Some prominent guests featured included:
Premier scholars: Dr. John Henrik Clarke, Dr. Yosef-ben Jochannan, Dr. Ivan Van Sertima, Dr. Leonard Jeffries, Dr. Herb Boyd;
Progressive urban-community leaders/Black Panthers: Stokely Carmichael/Kwame Ture, H. Rap Brown/Jamil Al-Amin, Charles Barron;
Heads-Of-State: Sam Nujoma-(Namibia), Sekou Ture-(Guinea), Julius Nyerere-(Tanzania), Kenneth Kaunda-(Zambia), Thomas Sankara-(Burkina Faso), Robert Mugabe-(Zimbabwe), Maurice Bishop-(Greneda), Michael Manley and P.J. Patterson-(Jamaica);
Entertainers: Harry Belafonte, Aretha Franklin, Bill Cosby, Dizzy Gillespie, Erroll Garner, Sarah Vaughan, Wynton Marsalis, Sammy Davis Jr., Nancy Wilson, Nipsey Russell, Lena Horne;
Athletes: Sugar Ray Leonard, Arthur Ashe, Jim Brown;
Political figures: Jesse Jackson, David Dinkins, Harold Washington, Andrew Young and, religious leader: Minister Louis Farrakhan.
Noble also produced documentaries about: Malcolm X, Fannie Lou Hamer, Martin Luther King Jr., Adam Clayton Powell Jr., Jack Johnson, Ella Baker, Charlie Parker, Essays On Drugs, Decade Of Struggle and Paul Robeson.
One of his favorite guests, Muhammad Ali, advocated for Gil to… “always give back to the community”, and “not to be afraid of being Black.”
Gil’s dedicated his career and life to informing Africans about their true heritage, and his refusal to compromise, along with his diligent commitment to mentally-liberate his people, set “Like It Is” apart from competitors.
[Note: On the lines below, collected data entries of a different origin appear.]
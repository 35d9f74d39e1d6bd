//! 积分服务错误类型
//!
//! 定义服务层的业务错误和系统错误

use thiserror::Error;

use crate::models::{ContentRef, ContentStatus};

/// 积分服务错误类型
#[derive(Debug, Error)]
pub enum EcoPointsError {
    // === 积分发放相关错误 ===
    #[error("无效的积分发放: points={points}，发放积分必须为正整数")]
    InvalidAward { points: i64 },

    #[error("用户不存在: {0}")]
    UserNotFound(String),

    #[error("用户已存在: {0}")]
    UserAlreadyExists(String),

    // === 审核相关错误 ===
    #[error("内容不存在: {0}")]
    ContentNotFound(ContentRef),

    #[error("内容不处于待审核状态: {content}, current_status={current}")]
    NotPending {
        content: ContentRef,
        current: ContentStatus,
    },

    #[error("内容尚未审核通过: {0}")]
    ContentNotApproved(ContentRef),

    #[error("权限不足: {operation}")]
    Forbidden { operation: String },

    // === 活动相关错误 ===
    #[error("用户已参与该活动: campaign_id={campaign_id}, user_id={user_id}")]
    AlreadyJoined { campaign_id: i64, user_id: String },

    // === 系统错误 ===
    #[error("数据库错误: {0}")]
    Database(#[from] sqlx::Error),

    #[error("JSON 序列化错误: {0}")]
    Serialization(#[from] serde_json::Error),

    #[error("缓存错误: {0}")]
    Cache(String),

    #[error("内部错误: {0}")]
    Internal(String),

    #[error("参数校验失败: {0}")]
    Validation(String),
}

/// 积分服务 Result 类型别名
pub type Result<T> = std::result::Result<T, EcoPointsError>;

impl EcoPointsError {
    /// 检查是否为可重试的错误
    ///
    /// 积分发放和审核迁移都是整体原子提交，数据库错误时整体重试是安全的
    pub fn is_retryable(&self) -> bool {
        matches!(self, Self::Database(_) | Self::Cache(_))
    }

    /// 检查是否为业务错误（非系统错误）
    pub fn is_business_error(&self) -> bool {
        !matches!(
            self,
            Self::Database(_) | Self::Serialization(_) | Self::Cache(_) | Self::Internal(_)
        )
    }

    /// 获取错误码（用于 API 响应）
    pub fn error_code(&self) -> &'static str {
        match self {
            Self::InvalidAward { .. } => "INVALID_AWARD",
            Self::UserNotFound(_) => "USER_NOT_FOUND",
            Self::UserAlreadyExists(_) => "USER_ALREADY_EXISTS",
            Self::ContentNotFound(_) => "CONTENT_NOT_FOUND",
            Self::NotPending { .. } => "NOT_PENDING",
            Self::ContentNotApproved(_) => "CONTENT_NOT_APPROVED",
            Self::Forbidden { .. } => "FORBIDDEN",
            Self::AlreadyJoined { .. } => "ALREADY_JOINED",
            Self::Database(_) => "DATABASE_ERROR",
            Self::Serialization(_) => "SERIALIZATION_ERROR",
            Self::Cache(_) => "CACHE_ERROR",
            Self::Internal(_) => "INTERNAL_ERROR",
            Self::Validation(_) => "VALIDATION_ERROR",
        }
    }
}

impl From<eco_shared::error::SharedError> for EcoPointsError {
    fn from(err: eco_shared::error::SharedError) -> Self {
        use eco_shared::error::SharedError;

        match err {
            SharedError::Database(e) => Self::Database(e),
            SharedError::CacheSerialization(e) => Self::Serialization(e),
            SharedError::Redis(e) => Self::Cache(e.to_string()),
            other => Self::Internal(other.to_string()),
        }
    }
}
He often shared many true-to-life stories which depicted the suffering and struggles of Africans globally, with the metropolitan area every Sunday noon.
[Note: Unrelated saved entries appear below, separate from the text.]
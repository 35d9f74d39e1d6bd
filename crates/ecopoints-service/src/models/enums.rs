//! 积分服务枚举类型定义
//!
//! 所有枚举都支持数据库（sqlx）和 JSON（serde）序列化

use std::fmt;

use serde::{Deserialize, Serialize};

/// 积分动作
///
/// 标识一条账本流水的来源动作，每个动作对应奖励表中的固定积分
#[derive(Debug, Clone, Copy, PartialEq, Eq, Hash, Serialize, Deserialize, sqlx::Type)]
#[serde(rename_all = "snake_case")]
#[sqlx(type_name = "varchar", rename_all = "snake_case")]
pub enum PointsAction {
    /// 垃圾分类识别
    Classification,
    /// 提交博客（进入待审核）
    ArticleCreated,
    /// 博客审核通过
    BlogPublished,
    /// 提交活动（进入待审核）
    CampaignCreated,
    /// 活动审核通过
    CampaignApproved,
    /// 在已发布博客下评论
    Comment,
    /// 参与活动
    JoinCampaign,
}

impl PointsAction {
    pub const ALL: [PointsAction; 7] = [
        Self::Classification,
        Self::ArticleCreated,
        Self::BlogPublished,
        Self::CampaignCreated,
        Self::CampaignApproved,
        Self::Comment,
        Self::JoinCampaign,
    ];

    pub fn as_str(&self) -> &'static str {
        match self {
            Self::Classification => "classification",
            Self::ArticleCreated => "article_created",
            Self::BlogPublished => "blog_published",
            Self::CampaignCreated => "campaign_created",
            Self::CampaignApproved => "campaign_approved",
            Self::Comment => "comment",
            Self::JoinCampaign => "join_campaign",
        }
    }
}

impl fmt::Display for PointsAction {
    fn fmt(&self, f: &mut fmt::Formatter<'_>) -> fmt::Result {
        f.write_str(self.as_str())
    }
}

impl std::str::FromStr for PointsAction {
    type Err = String;

    fn from_str(s: &str) -> Result<Self, Self::Err> {
        Self::ALL
            .into_iter()
            .find(|a| a.as_str() == s)
            .ok_or_else(|| format!("未知的积分动作: {}", s))
    }
}

/// 用户等级
///
/// 由总积分唯一决定，声明顺序即等级高低（Beginner 最低）
#[derive(
    Debug,
    Clone,
    Copy,
    Default,
    PartialEq,
    Eq,
    PartialOrd,
    Ord,
    Hash,
    Serialize,
    Deserialize,
    sqlx::Type,
)]
#[sqlx(type_name = "varchar")]
pub enum Level {
    #[default]
    #[serde(rename = "Beginner")]
    #[sqlx(rename = "Beginner")]
    Beginner,
    #[serde(rename = "Eco Explorer")]
    #[sqlx(rename = "Eco Explorer")]
    EcoExplorer,
    #[serde(rename = "Eco Warrior")]
    #[sqlx(rename = "Eco Warrior")]
    EcoWarrior,
    #[serde(rename = "Eco Champion")]
    #[sqlx(rename = "Eco Champion")]
    EcoChampion,
    #[serde(rename = "Eco Master")]
    #[sqlx(rename = "Eco Master")]
    EcoMaster,
}

impl Level {
    pub fn as_str(&self) -> &'static str {
        match self {
            Self::Beginner => "Beginner",
            Self::EcoExplorer => "Eco Explorer",
            Self::EcoWarrior => "Eco Warrior",
            Self::EcoChampion => "Eco Champion",
            Self::EcoMaster => "Eco Master",
        }
    }
}

impl fmt::Display for Level {
    fn fmt(&self, f: &mut fmt::Formatter<'_>) -> fmt::Result {
        f.write_str(self.as_str())
    }
}

/// 待审核内容类型
#[derive(Debug, Clone, Copy, PartialEq, Eq, Hash, Serialize, Deserialize, sqlx::Type)]
#[serde(rename_all = "lowercase")]
#[sqlx(type_name = "varchar", rename_all = "lowercase")]
pub enum ContentKind {
    Blog,
    Campaign,
}

impl ContentKind {
    pub fn as_str(&self) -> &'static str {
        match self {
            Self::Blog => "blog",
            Self::Campaign => "campaign",
        }
    }
}

impl fmt::Display for ContentKind {
    fn fmt(&self, f: &mut fmt::Formatter<'_>) -> fmt::Result {
        f.write_str(self.as_str())
    }
}

impl std::str::FromStr for ContentKind {
    type Err = String;

    fn from_str(s: &str) -> Result<Self, Self::Err> {
        match s.to_ascii_lowercase().as_str() {
            "blog" => Ok(Self::Blog),
            "campaign" => Ok(Self::Campaign),
            other => Err(format!("未知的内容类型: {}", other)),
        }
    }
}

/// 审核状态
///
/// 状态机：pending -> approved | rejected，后两者为终态
#[derive(Debug, Clone, Copy, Default, PartialEq, Eq, Hash, Serialize, Deserialize, sqlx::Type)]
#[serde(rename_all = "lowercase")]
#[sqlx(type_name = "varchar", rename_all = "lowercase")]
pub enum ContentStatus {
    #[default]
    Pending,
    Approved,
    Rejected,
}

impl ContentStatus {
    pub fn as_str(&self) -> &'static str {
        match self {
            Self::Pending => "pending",
            Self::Approved => "approved",
            Self::Rejected => "rejected",
        }
    }

    /// 终态不允许再迁移
    pub fn is_terminal(&self) -> bool {
        !matches!(self, Self::Pending)
    }
}

impl fmt::Display for ContentStatus {
    fn fmt(&self, f: &mut fmt::Formatter<'_>) -> fmt::Result {
        f.write_str(self.as_str())
    }
}

impl std::str::FromStr for ContentStatus {
    type Err = String;

    fn from_str(s: &str) -> Result<Self, Self::Err> {
        match s.to_ascii_lowercase().as_str() {
            "pending" => Ok(Self::Pending),
            "approved" => Ok(Self::Approved),
            "rejected" => Ok(Self::Rejected),
            other => Err(format!("未知的审核状态: {}", other)),
        }
    }
}

/// 审核决定
#[derive(Debug, Clone, Copy, PartialEq, Eq, Serialize, Deserialize)]
#[serde(rename_all = "lowercase")]
pub enum ModerationDecision {
    Approve,
    Reject,
}

impl ModerationDecision {
    /// 决定对应的目标状态
    pub fn target_status(&self) -> ContentStatus {
        match self {
            Self::Approve => ContentStatus::Approved,
            Self::Reject => ContentStatus::Rejected,
        }
    }

    pub fn as_str(&self) -> &'static str {
        match self {
            Self::Approve => "approve",
            Self::Reject => "reject",
        }
    }
}

#[cfg(test)]
mod tests {
    use super::*;

    #[test]
    fn test_points_action_serde() {
        let json = serde_json::to_string(&PointsAction::JoinCampaign).unwrap();
        assert_eq!(json, "\"join_campaign\"");

        let action: PointsAction = serde_json::from_str("\"article_created\"").unwrap();
        assert_eq!(action, PointsAction::ArticleCreated);
    }

    #[test]
    fn test_points_action_from_str() {
        for action in PointsAction::ALL {
            assert_eq!(action.as_str().parse::<PointsAction>().unwrap(), action);
        }
        assert!("spend".parse::<PointsAction>().is_err());
    }

    #[test]
    fn test_level_ordering_and_names() {
        assert!(Level::Beginner < Level::EcoExplorer);
        assert!(Level::EcoExplorer < Level::EcoWarrior);
        assert!(Level::EcoWarrior < Level::EcoChampion);
        assert!(Level::EcoChampion < Level::EcoMaster);

        let json = serde_json::to_string(&Level::EcoChampion).unwrap();
        assert_eq!(json, "\"Eco Champion\"");
        assert_eq!(Level::default(), Level::Beginner);
    }

    #[test]
    fn test_content_status_terminal() {
        assert!(!ContentStatus::Pending.is_terminal());
        assert!(ContentStatus::Approved.is_terminal());
        assert!(ContentStatus::Rejected.is_terminal());
    }

    #[test]
    fn test_moderation_decision_target() {
        assert_eq!(
            ModerationDecision::Approve.target_status(),
            ContentStatus::Approved
        );
        assert_eq!(
            ModerationDecision::Reject.target_status(),
            ContentStatus::Rejected
        );
    }

    #[test]
    fn test_content_kind_parse() {
        assert_eq!("Blog".parse::<ContentKind>().unwrap(), ContentKind::Blog);
        assert_eq!(
            "campaign".parse::<ContentKind>().unwrap(),
            ContentKind::Campaign
        );
        assert!("video".parse::<ContentKind>().is_err());
    }
}
//! 命令执行器
//!
//! 把 CLI 参数转化为服务调用，结果以 JSON 输出到标准输出

use std::sync::Arc;

use anyhow::{Context, Result, bail};
use serde::Serialize;
use tracing::{info, warn};

use eco_shared::cache::Cache;
use eco_shared::config::AppConfig;
use eco_shared::database::Database;

use crate::models::{ContentRef, ContentStatus};
use crate::service::{Moderator, PageRequest, PgServices};

use super::commands::Commands;

/// 命令执行器
pub struct CommandRunner {
    config: AppConfig,
    database: Database,
    services: PgServices,
}

impl CommandRunner {
    /// 连接数据库与（可选的）缓存并组装服务
    pub async fn connect(config: AppConfig) -> Result<Self> {
        let database = Database::connect(&config.database)
            .await
            .context("连接数据库失败")?;
        database
            .health_check()
            .await
            .context("数据库健康检查失败")?;

        let cache = if config.redis.enabled {
            let cache = Cache::new(&config.redis).context("创建 Redis 客户端失败")?;
            match cache.health_check().await {
                Ok(()) => Some(Arc::new(cache)),
                Err(e) => {
                    warn!(
                        error = %e,
                        code = e.code(),
                        retryable = e.is_retryable(),
                        "Redis 不可用，排行榜不使用缓存"
                    );
                    None
                }
            }
        } else {
            None
        };

        let services = PgServices::postgres(database.pool().clone(), &config.leaderboard, cache);

        Ok(Self {
            config,
            database,
            services,
        })
    }

    pub async fn run(&self, command: Commands) -> Result<()> {
        match command {
            Commands::Migrate => self.run_migrate().await,
            Commands::Leaderboard { page, page_size } => {
                let page_size = page_size.unwrap_or(self.config.leaderboard.default_page_size);
                let board = self
                    .services
                    .leaderboard
                    .top(PageRequest::new(page, page_size))
                    .await?;
                print_json(&board)
            }
            Commands::Rank { user_id } => {
                print_json(&self.services.leaderboard.rank_of(&user_id).await?)
            }
            Commands::History {
                user_id,
                page,
                page_size,
            } => {
                let history = self
                    .services
                    .queries
                    .history(&user_id, PageRequest::new(page, page_size))
                    .await?;
                print_json(&history)
            }
            Commands::Profile { user_id, recent } => {
                print_json(&self.services.queries.profile(&user_id, recent).await?)
            }
            Commands::Stats => print_json(&self.services.queries.global_stats().await?),
            Commands::Reconcile {
                user_id,
                batch_size,
            } => self.run_reconcile(user_id, batch_size).await,
            Commands::Pending {
                kind,
                page,
                page_size,
            } => {
                let queue = self
                    .services
                    .moderation
                    .list_by_status(kind, ContentStatus::Pending, PageRequest::new(page, page_size))
                    .await?;
                print_json(&queue)
            }
            Commands::Approve {
                kind,
                id,
                moderator,
            } => {
                let outcome = self
                    .services
                    .moderation
                    .approve(ContentRef::new(kind, id), &Moderator::admin(moderator))
                    .await?;
                print_json(&outcome)
            }
            Commands::Reject {
                kind,
                id,
                moderator,
            } => {
                let outcome = self
                    .services
                    .moderation
                    .reject(ContentRef::new(kind, id), &Moderator::admin(moderator))
                    .await?;
                print_json(&outcome)
            }
        }
    }

    async fn run_migrate(&self) -> Result<()> {
        self.database
            .run_migrations()
            .await
            .context("数据库迁移失败")?;
        info!("数据库迁移完成");
        Ok(())
    }

    async fn run_reconcile(&self, user_id: Option<String>, batch_size: i64) -> Result<()> {
        let reports = match user_id {
            Some(user_id) => vec![self.services.queries.reconcile(&user_id).await?],
            None => self.services.queries.reconcile_all(batch_size).await?,
        };

        let drifted: Vec<_> = reports.iter().filter(|r| !r.is_consistent()).collect();
        info!(checked = reports.len(), drifted = drifted.len(), "对账完成");
        print_json(&drifted)?;

        if !drifted.is_empty() {
            bail!("{} 个用户的积分账户与流水不一致", drifted.len());
        }
        Ok(())
    }

    pub async fn shutdown(&self) {
        self.database.close().await;
    }
}

fn print_json<T: Serialize>(value: &T) -> Result<()> {
    println!("{}", serde_json::to_string_pretty(value)?);
    Ok(())
}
Reports say it’s premature to know if Noble suffered any long-term aftereffects. For the time being, WABC will air ‘Best of’ episodes of ‘Like It Is’, until further notice.
“I know you will join me in keeping Gil in your thoughts and prayers, and look forward to welcoming him back to work,” Davis informed staff.
To express support for ‘Like It Is’ to continue on-air, contact WABC management: 212.456.7777/212.456.7000, and CEMOTAP 718.322.8454.
“For those of us who know Gil, we know the best medicine is his fighting spirit, and all the support from his family and friends,” WABC general manager Dave Davis informed.
No details were released on Noble’s return to the station.